Each line of the entries below that includes "Result" belongs in your answer.

○ ○ ○

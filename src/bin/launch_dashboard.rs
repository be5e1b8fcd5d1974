/// Launch dashboard command-line front end.
///
/// Runs one weather + launch score cycle for a site, offering sample data
/// when the backend is rate limited, then refreshes the site score map and
/// prints the upcoming schedule.

use clap::Parser;
use launchmon_service::aggregate::{SiteScoreAggregator, map_markers};
use launchmon_service::client::{ConditionClient, ConditionSource};
use launchmon_service::config::DashboardConfig;
use launchmon_service::fallback::{ApplyOutcome, SampleFallbackController};
use launchmon_service::ingest::backend::HttpBackend;
use launchmon_service::logging::{self, DataSource};
use launchmon_service::model::{Location, ResourceKind};
use launchmon_service::sample::{SampleSource, sample_schedule};
use launchmon_service::schedule::{LaunchEntry, ScheduleFilter};
use launchmon_service::verify::{print_summary, verify_sites};
use launchmon_service::view::PanelView;
use std::error::Error;
use std::io::{self, BufRead, Write};
use std::path::PathBuf;
use std::sync::Arc;

#[derive(Debug, Parser)]
#[command(name = "launch_dashboard", about = "Launch site conditions dashboard")]
struct Cli {
    /// TOML configuration file
    #[arg(long)]
    config: Option<PathBuf>,

    /// Site to show in the detail panels (defaults to the configured site)
    #[arg(long)]
    location: Option<String>,

    /// Accept sample data without asking when live data is rate limited
    #[arg(long)]
    sample: bool,

    /// Serve built-in sample data instead of contacting the backend
    #[arg(long)]
    offline: bool,

    /// With --offline, answer every live request as rate limited
    #[arg(long, requires = "offline")]
    rate_limited: bool,

    /// Check every configured site and print an availability report
    #[arg(long)]
    verify: bool,
}

/// Asks on stdin whether to use sample data. Anything but y/yes declines.
fn prompt_for_sample(kind: ResourceKind, location: Location) -> io::Result<bool> {
    print!(
        "   Live {} data for {} is rate limited. Use sample data instead? [y/N] ",
        kind, location
    );
    io::stdout().flush()?;
    let mut answer = String::new();
    io::stdin().lock().read_line(&mut answer)?;
    Ok(matches!(answer.trim().to_ascii_lowercase().as_str(), "y" | "yes"))
}

async fn run_panel(
    controller: &mut SampleFallbackController,
    location: Location,
    auto_sample: bool,
) -> Result<(), Box<dyn Error>> {
    let kind = controller.client().kind();
    if controller.load(location).await == ApplyOutcome::PromptShown {
        if auto_sample || prompt_for_sample(kind, location)? {
            controller.accept_sample().await?;
        } else {
            controller.decline_sample()?;
        }
    }
    Ok(())
}

fn print_panel(title: &str, view: &PanelView) {
    println!("\n── {} · {} ──", title, view.location);
    if let Some(error) = &view.error {
        println!("   ✗ {}", error);
        return;
    }
    let Some(content) = &view.content else {
        println!("   (no data)");
        return;
    };

    if let Some(description) = &content.description {
        println!("   {}", description);
    }
    if let Some(score) = content.score {
        println!(
            "   Score: {:.1}  [{}] {}",
            score, content.classification.color, content.classification.message
        );
    }
    for component in &content.components {
        if let Some(score) = component.score {
            println!(
                "     {:<11} {:>5.1}  [{}]",
                component.name, score, component.classification.color
            );
        }
    }
    for reading in &content.readings {
        println!(
            "   {:<12} {:>7.1}  {:?}",
            reading.kind.to_string(),
            reading.value,
            reading.status
        );
    }
}

fn print_schedule(entries: &[LaunchEntry]) {
    println!("\n── Upcoming launches ──");
    if entries.is_empty() {
        println!("   (none scheduled)");
    }
    for e in entries {
        println!(
            "   #{:<3} {} {}  {:<24} {:<10} {}",
            e.id,
            e.date,
            e.time,
            e.site,
            e.status,
            e.rocket.as_deref().unwrap_or("")
        );
    }
}

/// Picks the backend for this run. Offline runs have no HTTP backend.
fn build_source(
    cli: &Cli,
    config: &DashboardConfig,
) -> Result<(Option<HttpBackend>, Arc<dyn ConditionSource>), Box<dyn Error>> {
    if cli.offline {
        let source = if cli.rate_limited {
            logging::info(DataSource::System, None, "offline mode: live data rate limited, sample data on request");
            SampleSource::rate_limited()
        } else {
            logging::info(DataSource::System, None, "offline mode: serving built-in sample data");
            SampleSource::new()
        };
        return Ok((None, Arc::new(source)));
    }
    let backend = HttpBackend::new(&config.api_base_url, config.request_timeout())?;
    Ok((Some(backend.clone()), Arc::new(backend)))
}

#[tokio::main]
async fn main() -> Result<(), Box<dyn Error>> {
    let cli = Cli::parse();
    let config = DashboardConfig::load(cli.config.as_deref())?;
    logging::init_logger(config.log_level, config.log_file.as_deref(), config.console_timestamps);

    let location = match &cli.location {
        Some(name) => name.parse::<Location>()?,
        None => config.default_location,
    };

    let (backend, source) = build_source(&cli, &config)?;

    let weather_client =
        ConditionClient::new(source.clone(), ResourceKind::Weather).with_timeout(config.request_timeout());
    let score_client =
        ConditionClient::new(source, ResourceKind::LaunchScore).with_timeout(config.request_timeout());

    if cli.verify {
        let report = verify_sites(&weather_client, &score_client, &config.map_sites).await;
        print_summary(&report);
        return Ok(());
    }

    // Detail panels
    let mut weather_panel = SampleFallbackController::new(weather_client, location);
    let mut score_panel = SampleFallbackController::new(score_client.clone(), location);
    run_panel(&mut weather_panel, location, cli.sample).await?;
    run_panel(&mut score_panel, location, cli.sample).await?;
    print_panel("Weather", &PanelView::from_controller(&weather_panel));
    print_panel("Launch score", &PanelView::from_controller(&score_panel));

    // Site map
    let mut aggregator = SiteScoreAggregator::new(score_client);
    let scores = aggregator.refresh(&config.map_sites).await;
    println!("\n── Site map ──");
    for marker in map_markers(scores) {
        let score = marker
            .score
            .map(|s| format!("{:.1}", s))
            .unwrap_or_else(|| "n/a".to_string());
        println!(
            "   {:<26} ({:>8.4}, {:>9.4})  {:>5}  [{}]",
            marker.location.as_str(),
            marker.latitude,
            marker.longitude,
            score,
            marker.color
        );
    }

    // Schedule
    let filter = ScheduleFilter {
        site: Some(location),
        ..Default::default()
    };
    let entries = match &backend {
        Some(backend) => match backend.fetch_launch_schedule(&filter).await {
            Ok(entries) => entries,
            Err(e) => {
                logging::log_fetch_failure(DataSource::Schedule, location.as_str(), "fetch launch schedule", &e);
                Vec::new()
            }
        },
        None => filter.apply(sample_schedule()),
    };
    print_schedule(&entries);

    Ok(())
}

○ ○ ○

» EXERCISE SOLUTION
fn prompt_for_sample(kind: ResourceKind, location: Location) -> io::Result<bool> {
) -> Result<(), Box<dyn Error>> {
) -> Result<(Option<HttpBackend>, Arc<dyn ConditionSource>), Box<dyn Error>> {
async fn main() -> Result<(), Box<dyn Error>> {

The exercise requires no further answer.